I sleep with the windows open year round, so your mom wouldn't like MY place.
Whenever I go to clean (not often, I admit) I open all the windows that aren't painted shut and get some fresh air circulating. She usually goes into the common LR as she cannot handle "drafts".
Mom dresses in layers and adds or subtracts sweaters and such as the day goes on. She barely moves during the day, and does get chilled, even with the outside temps approaching 90 and her AC not running.
Your mom is 44? And acts this way? This is usually an 'older person's' problem, to be sure.
Wondering as to the salt pills? Even though it's 'just salt' it does wreak havoc on the stomach & blood pressure.
I would want - perhaps not a heavy blanket, but definitely a cosy cardigan. 64 is barely above the minimum recommended for seniors.
Having said that, your mother might do better with something warm but lighter in actual weight; and above all draft-proof.
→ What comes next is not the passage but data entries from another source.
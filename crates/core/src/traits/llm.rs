//! Language model trait

use async_trait::async_trait;

use crate::{GenerateRequest, GenerateResponse, Result};

/// Generative model used to narrate recommendations
///
/// # Example
///
/// ```ignore
/// let llm: Arc<dyn LanguageModel> = Arc::new(OpenAIBackend::new(config)?);
/// let request = GenerateRequest::new(SYSTEM_PROMPT).with_user_message(prompt);
/// let response = llm.generate(request).await?;
/// println!("{}", response.text);
/// ```
#[async_trait]
pub trait LanguageModel: Send + Sync + 'static {
    /// Generate a completion
    async fn generate(&self, request: GenerateRequest) -> Result<GenerateResponse>;

    /// Get model name for logging
    fn model_name(&self) -> &str;
}
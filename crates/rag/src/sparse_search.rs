//! Sparse search using in-memory BM25
//!
//! Postings, document lengths and the average length are corpus-global, so
//! the index is built once from the whole corpus and never mutated. A rebuild
//! produces a new index.

use std::collections::HashMap;
use std::sync::Arc;

use medirag_config::constants::rag;
use medirag_core::Document;

use crate::tokenizer::{QueryExpander, Tokenizer};
use crate::RagError;

/// Sparse search hit with its raw (unnormalized) score
#[derive(Debug, Clone, PartialEq)]
pub struct SparseHit {
    pub id: String,
    pub score: f32,
}

/// Lexical scoring contract shared by the BM25 and tantivy backends
///
/// Searches are synchronous and CPU-bound; callers run them on the blocking
/// pool.
pub trait LexicalIndex: Send + Sync + 'static {
    /// Top `k` documents with a positive score, descending, ties by id
    fn search(&self, query: &str, k: usize) -> Result<Vec<SparseHit>, RagError>;

    /// Number of indexed documents
    fn len(&self) -> usize;

    fn is_empty(&self) -> bool {
        self.len() == 0
    }

    fn name(&self) -> &'static str;
}

/// BM25 parameters
#[derive(Debug, Clone, Copy)]
pub struct Bm25Params {
    /// Term frequency saturation
    pub k1: f32,
    /// Length normalization
    pub b: f32,
}

impl Default for Bm25Params {
    fn default() -> Self {
        Self {
            k1: rag::BM25_K1,
            b: rag::BM25_B,
        }
    }
}

#[derive(Debug, Clone, Copy)]
struct Posting {
    doc: u32,
    tf: u32,
}

/// In-memory BM25 index
pub struct Bm25Index {
    tokenizer: Tokenizer,
    expander: Option<QueryExpander>,
    params: Bm25Params,
    doc_ids: Vec<String>,
    doc_lens: Vec<u32>,
    avg_len: f32,
    postings: HashMap<String, Vec<Posting>>,
}

impl Bm25Index {
    /// Build from the full corpus
    ///
    /// An empty corpus yields an empty index.
    pub fn build(documents: &[Arc<Document>], tokenizer: Tokenizer, params: Bm25Params) -> Self {
        let mut doc_ids = Vec::with_capacity(documents.len());
        let mut doc_lens = Vec::with_capacity(documents.len());
        let mut postings: HashMap<String, Vec<Posting>> = HashMap::new();

        for (idx, doc) in documents.iter().enumerate() {
            let tokens = tokenizer.tokenize(&doc.retrieval_text());
            doc_lens.push(tokens.len() as u32);
            doc_ids.push(doc.id.clone());

            let mut tf: HashMap<String, u32> = HashMap::new();
            for token in tokens {
                *tf.entry(token).or_insert(0) += 1;
            }
            for (token, count) in tf {
                postings.entry(token).or_default().push(Posting {
                    doc: idx as u32,
                    tf: count,
                });
            }
        }

        let total: u64 = doc_lens.iter().map(|&l| l as u64).sum();
        let avg_len = if doc_lens.is_empty() {
            0.0
        } else {
            total as f32 / doc_lens.len() as f32
        };

        tracing::debug!(
            documents = doc_ids.len(),
            terms = postings.len(),
            avg_len,
            "Built BM25 index"
        );

        Self {
            tokenizer,
            expander: None,
            params,
            doc_ids,
            doc_lens,
            avg_len,
            postings,
        }
    }

    /// Expand queries with a symptom lexicon before scoring
    pub fn with_query_expansion(mut self, expander: QueryExpander) -> Self {
        self.expander = Some(expander);
        self
    }

    pub fn term_count(&self) -> usize {
        self.postings.len()
    }

    /// Query tokens, including expansion terms when configured
    pub fn query_tokens(&self, query: &str) -> Vec<String> {
        let mut tokens = self.tokenizer.tokenize(query);
        if let Some(ref expander) = self.expander {
            let words = self.tokenizer.words(query);
            for term in expander.expand(&words) {
                tokens.extend(self.tokenizer.tokenize(&term));
            }
        }
        tokens
    }

    /// Lucene-style IDF, strictly positive for any indexed token
    fn idf(&self, df: usize) -> f32 {
        let n = self.doc_ids.len() as f32;
        let df = df as f32;
        (1.0 + (n - df + 0.5) / (df + 0.5)).ln()
    }

    fn term_weight(&self, tf: u32, doc_len: u32) -> f32 {
        let Bm25Params { k1, b } = self.params;
        let tf = tf as f32;
        let len_ratio = if self.avg_len > 0.0 {
            doc_len as f32 / self.avg_len
        } else {
            0.0
        };
        tf * (k1 + 1.0) / (tf + k1 * (1.0 - b + b * len_ratio))
    }

    /// Raw scores for every document matching at least one token
    fn accumulate(&self, tokens: &[String]) -> HashMap<u32, f32> {
        let mut scores: HashMap<u32, f32> = HashMap::new();
        for token in tokens {
            let Some(postings) = self.postings.get(token) else {
                continue;
            };
            let idf = self.idf(postings.len());
            for posting in postings {
                let len = self.doc_lens[posting.doc as usize];
                *scores.entry(posting.doc).or_insert(0.0) += idf * self.term_weight(posting.tf, len);
            }
        }
        scores
    }

    /// Score one document against a tokenized query
    ///
    /// Unknown documents and tokens absent from the corpus score zero.
    pub fn score(&self, query_tokens: &[String], doc_id: &str) -> f32 {
        let Some(idx) = self.doc_ids.iter().position(|id| id == doc_id) else {
            return 0.0;
        };
        self.accumulate(query_tokens)
            .get(&(idx as u32))
            .copied()
            .unwrap_or(0.0)
    }
}

impl LexicalIndex for Bm25Index {
    fn search(&self, query: &str, k: usize) -> Result<Vec<SparseHit>, RagError> {
        if k == 0 || self.doc_ids.is_empty() {
            return Ok(Vec::new());
        }

        let tokens = self.query_tokens(query);
        let mut hits: Vec<SparseHit> = self
            .accumulate(&tokens)
            .into_iter()
            .filter(|(_, score)| *score > 0.0)
            .map(|(doc, score)| SparseHit {
                id: self.doc_ids[doc as usize].clone(),
                score,
            })
            .collect();

        hits.sort_by(|a, b| b.score.total_cmp(&a.score).then_with(|| a.id.cmp(&b.id)));
        hits.truncate(k);
        Ok(hits)
    }

    fn len(&self) -> usize {
        self.doc_ids.len()
    }

    fn name(&self) -> &'static str {
        "bm25"
    }
}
I think it's the drafts that gets to seniors more than anything else.
I wonder why you give ur Mom salt?
And you tell us the temperature outside, but what is the temperature inside? Your mom may just be cold natured. Until I have more info, I really can't respond more than what I already have.
I've been looking at some of your other posts and it's unclear how old your mother is and what kind of care she needs, you will get better advice if you tell us more.
Why do you think your mother is dying, does she have a terminal illness?
Old people tend to be sedentary and have poor circulation, that makes them feel cold. My mom wears a turtleneck and a sweater when it's 62°.